The formation of AGEs always requires as a prerequisite the formation of fructosamine and the series of reactions that lead to its dissociation products. These reactions lead to the formation of a large number of AGEs, and although oxidation by oxygen free radicals is involved in all these reactions, they can also be derived from the autoxidation of glucose itself, for which CML can be formed by the breakdown of fructosamine or by protein interactions with glyoxal, which contains a dicarbonyl group and can be a product of lipid peroxidation (100). AGEs encompass many reactive species that can be colored yellowish-brown, are fluorescent, and are also cross-linked between different proteins or between different areas of proteins. Some which have been identified are CML, N-ε-carboxymethyl-hydroxylysine, 3-(N-ε-lysine)-lactic acid, pentosidine, pyrroline and some cross species of the latest (100). Other alternative advanced glycation pathways have been described involving methylglyoxal, another dicarbonyl compound derived from triose phosphates and which is generated inside cells from the metabolism of glyceraldehyde-3-phosphate and the oxidation of ketones; these compounds are highly toxic and are increased in DM, being capable of rapidly modifying proteins and generating AGEs. The metabolism of methylglyoxal is dependent on reduced glutathione, which is reduced when OS increases, conditioning and increasing intracellular toxins and their greater permanence, prolonging their deleterious effects on cells (100).
Triose phosphates such as fructose-1-6-bisphosphate, glyceraldehyde-3-phosphate and dihydroxyacetone phosphate that are the result of the first phase of glycolysis are increased in patients with DM by inhibition of glyceraldehyde-3-phosphate dehydrogenase; these trioses are 100 times more autoxidable and 200 times more glycosylating than glucose, so those are the origin of the enzymatic synthesis of methylglyoxal. In addition, glyceraldehyde-3-phosphate is always in an open chain formation, so it can quickly form AGEs (100).

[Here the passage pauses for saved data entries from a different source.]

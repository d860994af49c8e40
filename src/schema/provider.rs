//! Template provider: runs the serializers over a whole template

use crate::mapping::{map_properties, Direction, MappingContext, MappingIssue, TypeRegistry};
use crate::model::{ModelObject, Namespace, Object, Template, TypeKey};

use super::document::{read_document, write_document};
use super::error::SerializationError;
use super::serializers::{standard_serializers, TemplateSerializer};
use super::version::SchemaVersion;

/// A serialized template root and the fields that could not be mapped
#[derive(Debug, Clone, PartialEq)]
pub struct Serialized {
    pub root: Object,
    pub issues: Vec<MappingIssue>,
}

/// A deserialized template and the fields that could not be mapped
#[derive(Debug, Clone, PartialEq)]
pub struct Deserialized {
    pub template: Template,
    pub issues: Vec<MappingIssue>,
}

/// Converts templates to and from every supported schema release
pub struct TemplateProvider {
    registry: TypeRegistry,
    serializers: Vec<Box<dyn TemplateSerializer>>,
    strict_mapping: bool,
}

impl TemplateProvider {
    /// Provider with the standard registry and serializers
    pub fn new() -> Result<Self, SerializationError> {
        Ok(Self {
            registry: TypeRegistry::standard()?,
            serializers: standard_serializers(),
            strict_mapping: false,
        })
    }

    /// Fail a run that left any field unmapped instead of returning the issues
    pub fn with_strict_mapping(mut self, strict: bool) -> Self {
        self.strict_mapping = strict;
        self
    }

    pub fn registry(&self) -> &TypeRegistry {
        &self.registry
    }

    fn serializers_for(&self, version: SchemaVersion) -> impl Iterator<Item = &dyn TemplateSerializer> + '_ {
        self.serializers
            .iter()
            .map(|s| s.as_ref())
            .filter(move |s| s.supports(version))
    }

    fn run(
        &self,
        source: &Object,
        target: &mut Object,
        version: SchemaVersion,
        direction: Direction,
    ) -> Result<Vec<MappingIssue>, SerializationError> {
        let mut issues = Vec::new();
        for serializer in self.serializers_for(version) {
            let mappings = serializer
                .field_mappings(direction, &self.registry)
                .map_err(|err| SerializationError::Configuration {
                    serializer: serializer.name(),
                    source: err,
                })?;
            let mut ctx = MappingContext::new(&self.registry, &mappings, version, direction)
                .with_recursion(serializer.recursive());
            map_properties(source, target, &mut ctx)?;
            tracing::debug!(
                serializer = serializer.name(),
                %version,
                %direction,
                issues = ctx.issues().len(),
                "serializer finished"
            );
            issues.extend(ctx.into_issues());
        }
        if self.strict_mapping && !issues.is_empty() {
            return Err(SerializationError::Incomplete { issues });
        }
        Ok(issues)
    }

    /// Map a template to the schema graph of `version`
    pub fn serialize(&self, template: &Template, version: SchemaVersion) -> Result<Serialized, SerializationError> {
        let source = template.to_object();
        let mut root = self.registry.instantiate(&TypeKey::schema(version, Template::ENTITY))?;
        let issues = self.run(&source, &mut root, version, Direction::ToSchema)?;
        Ok(Serialized { root, issues })
    }

    /// Map a schema graph of `version` back to a template
    pub fn deserialize(&self, root: &Object, version: SchemaVersion) -> Result<Deserialized, SerializationError> {
        let expected = TypeKey::model(Template::ENTITY).in_namespace(Namespace::Schema(version));
        if root.key() != &expected {
            return Err(SerializationError::RootMismatch {
                expected,
                found: root.key().clone(),
            });
        }
        let mut target = self.registry.instantiate(&TypeKey::model(Template::ENTITY))?;
        let issues = self.run(root, &mut target, version, Direction::ToModel)?;
        let mut template = Template::from_object(&target)?;
        template.schema_version = Some(version);
        Ok(Deserialized { template, issues })
    }

    /// Serialize and write a versioned JSON document
    ///
    /// The template's own `schema_version` is used when `version` is `None`,
    /// falling back to the latest release.
    pub fn save(&self, template: &Template, version: Option<SchemaVersion>) -> Result<String, SerializationError> {
        let version = version
            .or(template.schema_version)
            .unwrap_or_else(SchemaVersion::latest);
        let serialized = self.serialize(template, version)?;
        for issue in &serialized.issues {
            tracing::warn!(field = %issue.path, %version, "not saved: {}", issue.error);
        }
        Ok(write_document(&self.registry, &serialized.root, version)?)
    }

    /// Read a versioned JSON document, using the version named in its header
    pub fn load(&self, input: &str) -> Result<Deserialized, SerializationError> {
        let (version, root) = read_document(&self.registry, input)?;
        self.deserialize(&root, version)
    }
}

#[cfg(test)]
mod tests {
    use super::*;
    use crate::mapping::MappingError;
    use crate::model::{ListInstance, Value};
    use pretty_assertions::assert_eq;

    #[test]
    fn test_serialize_converts_version_and_properties() {
        let provider = TemplateProvider::new().unwrap();
        let mut template = Template::new("TPL");
        template.version = 2.0;
        template.properties.insert("Owner".into(), "IT".into());

        let serialized = provider.serialize(&template, SchemaVersion::V201705).unwrap();
        assert!(serialized.issues.is_empty(), "{:?}", serialized.issues);
        assert_eq!(
            serialized.root.get("version"),
            Some(&Value::Decimal(rust_decimal::Decimal::from(2)))
        );
        let Some(Value::List(properties)) = serialized.root.get("properties") else {
            panic!("properties should be records")
        };
        assert_eq!(properties.len(), 1);
    }

    #[test]
    fn test_field_missing_from_older_version_is_reported() {
        let provider = TemplateProvider::new().unwrap();
        let mut template = Template::new("TPL");
        template.display_name = Some("Projects".into());

        let serialized = provider.serialize(&template, SchemaVersion::V201705).unwrap();
        assert_eq!(serialized.issues.len(), 1);
        assert_eq!(serialized.issues[0].path, "display_name");
        assert!(matches!(serialized.issues[0].error, MappingError::MissingTargetField { .. }));

        let strict = TemplateProvider::new().unwrap().with_strict_mapping(true);
        assert!(matches!(
            strict.serialize(&template, SchemaVersion::V201705),
            Err(SerializationError::Incomplete { .. })
        ));
    }

    #[test]
    fn test_deserialize_sets_schema_version() {
        let provider = TemplateProvider::new().unwrap();
        let mut template = Template::new("TPL");
        template.lists.push(ListInstance::new("Docs", "lists/docs"));
        let serialized = provider.serialize(&template, SchemaVersion::V201605).unwrap();
        let back = provider.deserialize(&serialized.root, SchemaVersion::V201605).unwrap();
        template.schema_version = Some(SchemaVersion::V201605);
        assert_eq!(back.template, template);
    }

    #[test]
    fn test_deserialize_rejects_other_version_root() {
        let provider = TemplateProvider::new().unwrap();
        let serialized = provider.serialize(&Template::new("TPL"), SchemaVersion::V201605).unwrap();
        let err = provider.deserialize(&serialized.root, SchemaVersion::V201801).unwrap_err();
        assert!(matches!(err, SerializationError::RootMismatch { .. }));
    }
}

Advanced Glycation end Products and Their Pathogenic Role
AGEs are a heterogeneous group of irreversible products formed by glycation (99, 105) and glycol-oxidation of proteins, nucleic acids and lipids with reduction of sugars. Since the reaction to produce AGEs requires time, it is believed that more of them are accumulated by long half-life proteins (99). Some AGEs can be exogenous, obtained through diet and smoking (99). Receptors for advanced glycation end products (RAGE) are multiligand receptors that are members of the cell surface immunoglobulin superfamily and act as receptors not only for AGEs but also for S100/calgrulins and β-amyloid peptide (98). They are found in smooth muscle cells, macrophages, endothelium and astrocytes (99). They have three receptors (full-length RAGE, N-incomplete RAGE and C-terminal RAGE), with two isoforms, cleaved RAGE (cRAGE) and endogenous secretory RAGE (esRAGE). the interaction of AGEs and full-length RAGE stimulates the activation of nuclear factor kappa B (NF-κB), increasing the expression of inflammatory cytokines and the production of ROS (98, 99, 107), which increases intracellular OS due to deregulation as a suppression effect or reduction of glutathione and ascorbic acid levels (98).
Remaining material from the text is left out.